* _Task brief_
In the entries that follow, find every line containing "when" and copy it.
▬▬▬
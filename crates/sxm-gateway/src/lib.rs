//! Exchange gateway for the StandX market maker.
//!
//! The maker talks to the exchange only through the [`ExchangeGateway`]
//! trait:
//! - `RestGateway`: reqwest-based client for the perps REST API
//! - `MockGateway`: scripted in-memory double that records every call
//!
//! Request signing and wallet authentication live outside this crate; the
//! REST client only attaches the bearer token it is given.

pub mod error;
pub mod gateway;
pub mod mock;
pub mod rest;
pub mod types;

pub use error::{GatewayError, GatewayResult};
pub use gateway::{BoxFuture, DynGateway, ExchangeGateway};
pub use mock::{GatewayCall, MockGateway, MockOrderOutcome};
pub use rest::{GatewayConfig, RestGateway};
pub use types::{NewOrderRequest, OpenOrderInfo, OrderAck, PositionInfo};
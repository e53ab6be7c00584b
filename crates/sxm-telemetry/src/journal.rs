//! Append-only CSV journal of profit-taking reductions.
//!
//! Line format: `YYYY-MM-DD HH:MM:SS,REDUCE,<signed qty>,profit_take_upnl_<upnl>`.

use std::fs::OpenOptions;
use std::io::Write;
use std::path::{Path, PathBuf};

use chrono::Local;
use rust_decimal::Decimal;
use tracing::debug;

use crate::error::TelemetryResult;

/// Reduce journal. Disabled when constructed without a path.
#[derive(Debug, Clone, Default)]
pub struct ReduceJournal {
    path: Option<PathBuf>,
}

impl ReduceJournal {
    pub fn new(path: Option<PathBuf>) -> Self {
        Self { path }
    }

    pub fn disabled() -> Self {
        Self { path: None }
    }

    pub fn path(&self) -> Option<&Path> {
        self.path.as_deref()
    }

    /// Record a reduction. `qty_change` is signed: negative when selling.
    ///
    /// Write errors are logged at debug level and dropped.
    pub fn record_reduce(&self, qty_change: Decimal, upnl: Decimal) {
        let Some(path) = &self.path else {
            return;
        };
        let line = format_line(
            &Local::now().format("%Y-%m-%d %H:%M:%S").to_string(),
            qty_change,
            upnl,
        );
        if let Err(e) = append_line(path, &line) {
            debug!(path = %path.display(), error = %e, "Failed to write reduce journal");
        }
    }
}

fn format_line(timestamp: &str, qty_change: Decimal, upnl: Decimal) -> String {
    let sign = if qty_change.is_sign_negative() { "-" } else { "+" };
    format!(
        "{timestamp},REDUCE,{sign}{:.4},profit_take_upnl_{:.2}",
        qty_change.abs(),
        upnl.round_dp(2)
    )
}

fn append_line(path: &Path, line: &str) -> TelemetryResult<()> {
    let mut file = OpenOptions::new().create(true).append(true).open(path)?;
    writeln!(file, "{line}")?;
    Ok(())
}
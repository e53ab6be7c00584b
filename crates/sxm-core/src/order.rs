//! Order-related types and identifiers.
//!
//! Provides order side, order type, and client order ID types.

use serde::{Deserialize, Serialize};
use std::fmt;
use uuid::Uuid;

/// Order side: buy or sell.
#[derive(Debug, Clone, Copy, PartialEq, Eq, Hash, Serialize, Deserialize)]
#[serde(rename_all = "lowercase")]
pub enum OrderSide {
    Buy,
    Sell,
}

impl OrderSide {
    /// Both sides, bid first.
    pub const BOTH: [OrderSide; 2] = [OrderSide::Buy, OrderSide::Sell];

    /// Returns the opposite side.
    pub fn opposite(&self) -> Self {
        match self {
            Self::Buy => Self::Sell,
            Self::Sell => Self::Buy,
        }
    }

    /// Side that closes a signed position (long closes with sell).
    ///
    /// Returns `None` for a flat position.
    pub fn closing(position_qty: rust_decimal::Decimal) -> Option<Self> {
        if position_qty.is_sign_positive() && !position_qty.is_zero() {
            Some(Self::Sell)
        } else if position_qty.is_sign_negative() && !position_qty.is_zero() {
            Some(Self::Buy)
        } else {
            None
        }
    }

    pub fn as_str(&self) -> &'static str {
        match self {
            Self::Buy => "buy",
            Self::Sell => "sell",
        }
    }
}

impl fmt::Display for OrderSide {
    fn fmt(&self, f: &mut fmt::Formatter<'_>) -> fmt::Result {
        f.write_str(self.as_str())
    }
}

/// Order type.
#[derive(Debug, Clone, Copy, PartialEq, Eq, Hash, Default, Serialize, Deserialize)]
#[serde(rename_all = "lowercase")]
pub enum OrderType {
    /// Resting limit order (quotes).
    #[default]
    Limit,
    /// Market order (reductions and force-flat only).
    Market,
}

impl fmt::Display for OrderType {
    fn fmt(&self, f: &mut fmt::Formatter<'_>) -> fmt::Result {
        match self {
            Self::Limit => write!(f, "limit"),
            Self::Market => write!(f, "market"),
        }
    }
}

/// Client order ID for idempotency and log correlation.
///
/// Every submission gets a fresh id so that duplicate submissions can be
/// detected by the exchange.
#[derive(Debug, Clone, PartialEq, Eq, Hash, Serialize, Deserialize)]
#[serde(transparent)]
pub struct ClientOrderId(String);

impl ClientOrderId {
    /// Create a new unique client order ID with the given prefix.
    ///
    /// Format: `{prefix}-{uuid_short}`
    pub fn generate(prefix: &str) -> Self {
        let simple = Uuid::new_v4().simple().to_string();
        Self(format!("{prefix}-{}", &simple[..8]))
    }

    /// Id for a resting quote: `mm-buy-xxxxxxxx` / `mm-sell-xxxxxxxx`.
    pub fn quote(side: OrderSide) -> Self {
        Self::generate(&format!("mm-{side}"))
    }

    /// Id for a profit-taking reduction.
    pub fn reduce() -> Self {
        Self::generate("reduce")
    }

    /// Id for a force-flat close.
    pub fn flatten() -> Self {
        Self::generate("flat")
    }

    /// Create from an existing string (for parsing responses).
    pub fn from_string(s: String) -> Self {
        Self(s)
    }

    pub fn as_str(&self) -> &str {
        &self.0
    }
}

impl fmt::Display for ClientOrderId {
    fn fmt(&self, f: &mut fmt::Formatter<'_>) -> fmt::Result {
        write!(f, "{}", self.0)
    }
}

impl From<String> for ClientOrderId {
    fn from(s: String) -> Self {
        Self::from_string(s)
    }
}

impl From<&str> for ClientOrderId {
    fn from(s: &str) -> Self {
        Self(s.to_string())
    }
}

impl AsRef<str> for ClientOrderId {
    fn as_ref(&self) -> &str {
        &self.0
    }
}

#[cfg(test)]
mod tests {
    use super::*;
    use rust_decimal_macros::dec;

    #[test]
    fn test_order_side_opposite() {
        assert_eq!(OrderSide::Buy.opposite(), OrderSide::Sell);
        assert_eq!(OrderSide::Sell.opposite(), OrderSide::Buy);
    }

    #[test]
    fn test_closing_side() {
        assert_eq!(OrderSide::closing(dec!(0.4)), Some(OrderSide::Sell));
        assert_eq!(OrderSide::closing(dec!(-0.4)), Some(OrderSide::Buy));
        assert_eq!(OrderSide::closing(dec!(0)), None);
    }

    #[test]
    fn test_client_order_id_unique() {
        let id1 = ClientOrderId::quote(OrderSide::Buy);
        let id2 = ClientOrderId::quote(OrderSide::Buy);
        assert_ne!(id1, id2);
    }

    #[test]
    fn test_client_order_id_format() {
        let id = ClientOrderId::quote(OrderSide::Sell);
        assert!(id.as_str().starts_with("mm-sell-"));
        assert_eq!(id.as_str().len(), "mm-sell-".len() + 8);
        assert!(ClientOrderId::reduce().as_str().starts_with("reduce-"));
        assert!(ClientOrderId::flatten().as_str().starts_with("flat-"));
    }

    #[test]
    fn test_side_serde_lowercase() {
        let json = serde_json::to_string(&OrderSide::Buy).unwrap();
        assert_eq!(json, "\"buy\"");
        let side: OrderSide = serde_json::from_str("\"sell\"").unwrap();
        assert_eq!(side, OrderSide::Sell);
    }
}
▬▬▬
* _Reply to the exercise_
/// Reduce journal. Disabled when constructed without a path.
    /// Record a reduction. `qty_change` is signed: negative when selling.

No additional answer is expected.